=== WORK TO BE COMPLETED ===
Please repeat the lines below exactly. Begin with the line containing "assert_abs_diff_eq!(t.max_edge_length(), l);" and go on through the line containing "t.translate(&Vector2::new(10.0, -3.0));".

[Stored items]
———

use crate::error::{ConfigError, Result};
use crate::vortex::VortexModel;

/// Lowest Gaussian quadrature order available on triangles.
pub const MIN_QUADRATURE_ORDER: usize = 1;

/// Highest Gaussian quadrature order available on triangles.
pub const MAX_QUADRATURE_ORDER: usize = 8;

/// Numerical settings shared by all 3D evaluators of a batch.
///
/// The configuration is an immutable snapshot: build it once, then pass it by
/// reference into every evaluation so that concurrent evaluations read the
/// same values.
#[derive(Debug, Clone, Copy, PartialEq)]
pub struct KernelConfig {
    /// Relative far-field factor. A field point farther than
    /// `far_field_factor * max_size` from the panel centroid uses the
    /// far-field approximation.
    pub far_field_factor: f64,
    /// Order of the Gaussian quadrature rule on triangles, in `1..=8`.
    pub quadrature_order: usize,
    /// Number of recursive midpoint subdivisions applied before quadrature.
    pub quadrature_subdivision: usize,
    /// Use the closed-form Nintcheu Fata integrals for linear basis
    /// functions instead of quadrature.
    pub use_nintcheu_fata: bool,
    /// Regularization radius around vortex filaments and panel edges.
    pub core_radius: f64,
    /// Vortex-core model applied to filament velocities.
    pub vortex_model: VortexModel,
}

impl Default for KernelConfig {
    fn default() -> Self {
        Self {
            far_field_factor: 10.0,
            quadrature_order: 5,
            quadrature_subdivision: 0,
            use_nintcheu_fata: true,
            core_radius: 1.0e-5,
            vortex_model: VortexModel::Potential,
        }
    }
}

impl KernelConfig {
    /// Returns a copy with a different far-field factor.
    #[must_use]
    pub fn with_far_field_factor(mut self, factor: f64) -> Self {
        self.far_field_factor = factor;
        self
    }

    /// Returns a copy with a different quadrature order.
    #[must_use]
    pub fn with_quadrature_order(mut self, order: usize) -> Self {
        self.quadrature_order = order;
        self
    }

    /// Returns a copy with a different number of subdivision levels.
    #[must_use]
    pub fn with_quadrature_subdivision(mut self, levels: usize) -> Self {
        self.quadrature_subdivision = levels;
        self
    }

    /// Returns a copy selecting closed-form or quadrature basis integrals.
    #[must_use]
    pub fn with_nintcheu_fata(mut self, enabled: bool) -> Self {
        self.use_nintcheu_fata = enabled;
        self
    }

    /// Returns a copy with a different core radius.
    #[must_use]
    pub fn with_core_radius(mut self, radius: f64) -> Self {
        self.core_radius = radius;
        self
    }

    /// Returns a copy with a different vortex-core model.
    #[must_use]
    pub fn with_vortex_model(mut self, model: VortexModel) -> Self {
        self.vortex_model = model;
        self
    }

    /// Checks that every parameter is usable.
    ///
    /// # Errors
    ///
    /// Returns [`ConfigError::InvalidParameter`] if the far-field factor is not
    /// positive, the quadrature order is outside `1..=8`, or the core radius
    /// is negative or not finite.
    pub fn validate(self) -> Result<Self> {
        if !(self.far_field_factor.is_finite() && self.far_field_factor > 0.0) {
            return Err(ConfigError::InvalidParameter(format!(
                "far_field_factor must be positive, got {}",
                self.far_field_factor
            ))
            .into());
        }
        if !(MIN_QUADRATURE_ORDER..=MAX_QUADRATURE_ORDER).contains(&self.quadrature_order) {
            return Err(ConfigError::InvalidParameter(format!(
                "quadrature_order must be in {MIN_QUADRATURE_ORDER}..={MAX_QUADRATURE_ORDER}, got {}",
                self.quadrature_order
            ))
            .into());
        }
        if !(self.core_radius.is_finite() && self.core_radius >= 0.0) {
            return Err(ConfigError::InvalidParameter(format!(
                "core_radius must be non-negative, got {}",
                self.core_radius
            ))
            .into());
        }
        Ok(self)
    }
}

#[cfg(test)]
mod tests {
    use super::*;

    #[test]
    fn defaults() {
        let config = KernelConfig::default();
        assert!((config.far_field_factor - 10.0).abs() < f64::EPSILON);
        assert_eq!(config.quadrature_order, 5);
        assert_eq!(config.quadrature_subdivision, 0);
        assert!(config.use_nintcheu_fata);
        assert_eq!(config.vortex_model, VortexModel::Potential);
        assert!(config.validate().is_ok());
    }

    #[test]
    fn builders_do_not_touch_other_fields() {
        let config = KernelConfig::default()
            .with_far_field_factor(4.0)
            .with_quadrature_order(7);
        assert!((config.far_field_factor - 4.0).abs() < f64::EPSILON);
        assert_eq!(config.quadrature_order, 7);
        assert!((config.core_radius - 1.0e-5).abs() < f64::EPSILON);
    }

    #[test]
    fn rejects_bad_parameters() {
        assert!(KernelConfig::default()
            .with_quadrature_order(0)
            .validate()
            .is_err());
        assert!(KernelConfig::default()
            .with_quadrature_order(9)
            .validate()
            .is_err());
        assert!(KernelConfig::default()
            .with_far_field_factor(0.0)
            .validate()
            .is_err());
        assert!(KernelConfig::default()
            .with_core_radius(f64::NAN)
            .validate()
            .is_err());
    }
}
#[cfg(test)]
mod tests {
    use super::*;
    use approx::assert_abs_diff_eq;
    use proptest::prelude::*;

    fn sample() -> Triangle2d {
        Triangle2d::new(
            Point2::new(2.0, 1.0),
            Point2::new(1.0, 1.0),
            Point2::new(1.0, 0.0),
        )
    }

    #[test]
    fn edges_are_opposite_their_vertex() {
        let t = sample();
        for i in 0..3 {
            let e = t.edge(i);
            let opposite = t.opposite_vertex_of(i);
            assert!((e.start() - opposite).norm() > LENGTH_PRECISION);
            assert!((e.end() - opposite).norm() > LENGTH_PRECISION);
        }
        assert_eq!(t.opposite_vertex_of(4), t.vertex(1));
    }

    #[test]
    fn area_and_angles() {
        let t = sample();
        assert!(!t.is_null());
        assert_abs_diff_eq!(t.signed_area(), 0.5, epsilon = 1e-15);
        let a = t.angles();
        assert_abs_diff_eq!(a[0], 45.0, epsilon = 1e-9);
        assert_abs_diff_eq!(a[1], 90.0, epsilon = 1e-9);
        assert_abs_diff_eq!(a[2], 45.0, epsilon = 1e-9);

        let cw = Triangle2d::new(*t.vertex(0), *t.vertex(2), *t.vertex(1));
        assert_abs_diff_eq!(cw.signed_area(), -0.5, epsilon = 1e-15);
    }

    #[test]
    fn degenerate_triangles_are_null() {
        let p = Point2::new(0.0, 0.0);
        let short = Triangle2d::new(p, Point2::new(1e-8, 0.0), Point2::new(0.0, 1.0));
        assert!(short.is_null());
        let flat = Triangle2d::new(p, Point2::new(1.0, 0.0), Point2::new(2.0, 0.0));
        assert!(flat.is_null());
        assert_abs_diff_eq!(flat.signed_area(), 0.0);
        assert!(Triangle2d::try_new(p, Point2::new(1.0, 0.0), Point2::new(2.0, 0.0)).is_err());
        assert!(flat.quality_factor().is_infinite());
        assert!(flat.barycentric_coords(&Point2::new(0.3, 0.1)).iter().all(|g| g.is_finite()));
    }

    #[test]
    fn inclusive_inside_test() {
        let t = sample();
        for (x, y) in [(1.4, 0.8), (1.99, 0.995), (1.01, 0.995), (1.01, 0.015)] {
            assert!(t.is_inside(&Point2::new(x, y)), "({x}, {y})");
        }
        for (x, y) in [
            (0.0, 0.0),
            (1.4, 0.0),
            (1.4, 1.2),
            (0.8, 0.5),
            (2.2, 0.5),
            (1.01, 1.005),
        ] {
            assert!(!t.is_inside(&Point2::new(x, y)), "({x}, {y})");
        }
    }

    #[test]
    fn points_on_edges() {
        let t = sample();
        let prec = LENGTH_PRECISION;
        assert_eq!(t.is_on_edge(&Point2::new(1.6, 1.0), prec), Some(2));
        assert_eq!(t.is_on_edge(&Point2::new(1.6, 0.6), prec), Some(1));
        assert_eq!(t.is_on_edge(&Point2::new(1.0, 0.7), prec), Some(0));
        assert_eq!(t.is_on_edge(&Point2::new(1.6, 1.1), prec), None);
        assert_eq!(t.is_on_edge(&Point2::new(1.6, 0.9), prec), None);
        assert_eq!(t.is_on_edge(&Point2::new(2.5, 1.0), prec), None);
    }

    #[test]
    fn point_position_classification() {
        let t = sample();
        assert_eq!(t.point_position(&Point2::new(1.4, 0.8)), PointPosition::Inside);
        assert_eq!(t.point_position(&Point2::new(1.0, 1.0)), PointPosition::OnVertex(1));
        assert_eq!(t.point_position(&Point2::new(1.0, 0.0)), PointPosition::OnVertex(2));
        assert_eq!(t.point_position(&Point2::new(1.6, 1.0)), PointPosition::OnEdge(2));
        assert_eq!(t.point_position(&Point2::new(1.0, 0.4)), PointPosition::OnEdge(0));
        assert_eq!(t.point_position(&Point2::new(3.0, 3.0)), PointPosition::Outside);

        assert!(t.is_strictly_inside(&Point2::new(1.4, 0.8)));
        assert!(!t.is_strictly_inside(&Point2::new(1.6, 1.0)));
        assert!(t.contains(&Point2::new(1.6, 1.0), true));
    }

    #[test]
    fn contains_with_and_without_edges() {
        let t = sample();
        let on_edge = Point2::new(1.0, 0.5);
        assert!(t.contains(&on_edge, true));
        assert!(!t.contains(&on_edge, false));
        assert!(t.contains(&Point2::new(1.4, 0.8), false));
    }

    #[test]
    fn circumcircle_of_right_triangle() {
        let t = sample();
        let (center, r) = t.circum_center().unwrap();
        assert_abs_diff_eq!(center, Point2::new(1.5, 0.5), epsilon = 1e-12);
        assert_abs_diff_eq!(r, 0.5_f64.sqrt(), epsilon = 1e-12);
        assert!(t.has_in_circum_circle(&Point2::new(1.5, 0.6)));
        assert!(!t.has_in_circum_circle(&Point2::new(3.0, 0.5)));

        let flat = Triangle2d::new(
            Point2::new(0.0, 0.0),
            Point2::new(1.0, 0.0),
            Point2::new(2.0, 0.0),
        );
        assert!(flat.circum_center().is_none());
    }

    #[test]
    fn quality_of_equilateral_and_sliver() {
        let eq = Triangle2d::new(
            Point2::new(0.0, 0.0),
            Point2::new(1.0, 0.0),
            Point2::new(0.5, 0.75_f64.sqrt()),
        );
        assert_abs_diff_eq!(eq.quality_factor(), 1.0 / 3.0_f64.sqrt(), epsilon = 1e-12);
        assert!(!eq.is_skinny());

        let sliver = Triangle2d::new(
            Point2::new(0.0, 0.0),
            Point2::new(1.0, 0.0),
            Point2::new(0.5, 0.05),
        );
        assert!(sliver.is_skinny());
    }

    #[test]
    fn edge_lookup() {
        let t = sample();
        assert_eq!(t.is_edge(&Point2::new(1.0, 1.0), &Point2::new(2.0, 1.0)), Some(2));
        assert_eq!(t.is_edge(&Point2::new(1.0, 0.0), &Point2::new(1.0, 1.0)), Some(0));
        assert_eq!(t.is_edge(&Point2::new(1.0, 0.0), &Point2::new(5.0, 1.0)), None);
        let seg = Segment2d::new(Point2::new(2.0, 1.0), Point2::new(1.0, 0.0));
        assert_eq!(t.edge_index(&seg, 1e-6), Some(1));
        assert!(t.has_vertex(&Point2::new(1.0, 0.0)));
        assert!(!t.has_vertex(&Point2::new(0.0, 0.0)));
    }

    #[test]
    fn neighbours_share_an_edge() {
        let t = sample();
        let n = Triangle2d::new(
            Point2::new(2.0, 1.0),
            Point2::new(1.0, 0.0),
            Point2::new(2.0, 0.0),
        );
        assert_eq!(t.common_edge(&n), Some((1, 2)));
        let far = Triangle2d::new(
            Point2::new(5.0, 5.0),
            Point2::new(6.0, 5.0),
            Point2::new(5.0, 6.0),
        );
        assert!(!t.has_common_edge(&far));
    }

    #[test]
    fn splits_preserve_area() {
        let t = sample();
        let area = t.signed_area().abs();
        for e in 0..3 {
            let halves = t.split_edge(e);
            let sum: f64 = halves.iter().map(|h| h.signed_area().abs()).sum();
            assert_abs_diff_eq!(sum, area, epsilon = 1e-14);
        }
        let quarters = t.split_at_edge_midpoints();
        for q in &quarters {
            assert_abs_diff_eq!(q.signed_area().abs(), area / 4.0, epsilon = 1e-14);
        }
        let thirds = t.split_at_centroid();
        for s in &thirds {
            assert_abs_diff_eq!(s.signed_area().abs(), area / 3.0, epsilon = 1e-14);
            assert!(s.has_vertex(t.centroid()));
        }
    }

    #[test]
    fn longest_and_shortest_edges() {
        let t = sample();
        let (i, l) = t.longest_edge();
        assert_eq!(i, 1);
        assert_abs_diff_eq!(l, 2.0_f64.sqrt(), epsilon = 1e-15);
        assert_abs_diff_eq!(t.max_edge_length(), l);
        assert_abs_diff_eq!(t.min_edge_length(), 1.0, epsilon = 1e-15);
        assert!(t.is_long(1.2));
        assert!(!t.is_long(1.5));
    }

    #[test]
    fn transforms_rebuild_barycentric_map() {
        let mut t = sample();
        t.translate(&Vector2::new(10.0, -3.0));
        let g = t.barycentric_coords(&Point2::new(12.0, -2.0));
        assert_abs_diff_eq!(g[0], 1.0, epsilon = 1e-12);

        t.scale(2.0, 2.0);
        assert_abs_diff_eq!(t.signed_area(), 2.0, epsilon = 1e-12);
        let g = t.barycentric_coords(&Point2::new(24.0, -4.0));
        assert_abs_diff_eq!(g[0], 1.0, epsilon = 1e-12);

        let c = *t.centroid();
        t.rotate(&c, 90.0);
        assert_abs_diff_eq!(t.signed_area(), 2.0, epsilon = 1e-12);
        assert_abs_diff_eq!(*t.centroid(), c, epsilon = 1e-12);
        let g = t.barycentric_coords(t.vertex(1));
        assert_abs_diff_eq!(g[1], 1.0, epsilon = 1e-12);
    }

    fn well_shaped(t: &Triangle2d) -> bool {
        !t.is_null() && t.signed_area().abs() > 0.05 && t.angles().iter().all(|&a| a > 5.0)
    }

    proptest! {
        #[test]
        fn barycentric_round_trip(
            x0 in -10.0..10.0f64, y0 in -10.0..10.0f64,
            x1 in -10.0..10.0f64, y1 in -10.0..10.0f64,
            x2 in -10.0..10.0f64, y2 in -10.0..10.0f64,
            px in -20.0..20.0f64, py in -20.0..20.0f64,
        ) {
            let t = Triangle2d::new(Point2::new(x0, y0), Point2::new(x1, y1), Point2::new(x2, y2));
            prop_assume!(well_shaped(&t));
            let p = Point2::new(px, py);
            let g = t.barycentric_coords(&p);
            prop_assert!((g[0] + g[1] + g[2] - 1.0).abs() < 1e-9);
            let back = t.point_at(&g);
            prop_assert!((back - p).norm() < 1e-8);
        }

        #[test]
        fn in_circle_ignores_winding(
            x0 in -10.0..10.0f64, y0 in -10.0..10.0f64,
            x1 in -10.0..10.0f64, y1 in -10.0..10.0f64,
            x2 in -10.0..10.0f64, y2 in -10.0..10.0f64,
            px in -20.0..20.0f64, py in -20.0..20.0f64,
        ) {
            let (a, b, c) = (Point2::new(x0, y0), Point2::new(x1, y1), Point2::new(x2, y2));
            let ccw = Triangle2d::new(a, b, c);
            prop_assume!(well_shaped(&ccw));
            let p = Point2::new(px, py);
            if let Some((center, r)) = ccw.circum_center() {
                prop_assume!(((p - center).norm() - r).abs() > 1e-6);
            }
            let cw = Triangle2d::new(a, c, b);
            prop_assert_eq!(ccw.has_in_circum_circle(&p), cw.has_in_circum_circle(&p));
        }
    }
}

———

=== EXERCISE RESPONSE ===
        assert_abs_diff_eq!(t.max_edge_length(), l);
        assert_abs_diff_eq!(t.min_edge_length(), 1.0, epsilon = 1e-15);
        assert!(t.is_long(1.2));
        assert!(!t.is_long(1.5));
    }

    #[test]
    fn transforms_rebuild_barycentric_map() {
        let mut t = sample();
        t.translate(&Vector2::new(10.0, -3.0));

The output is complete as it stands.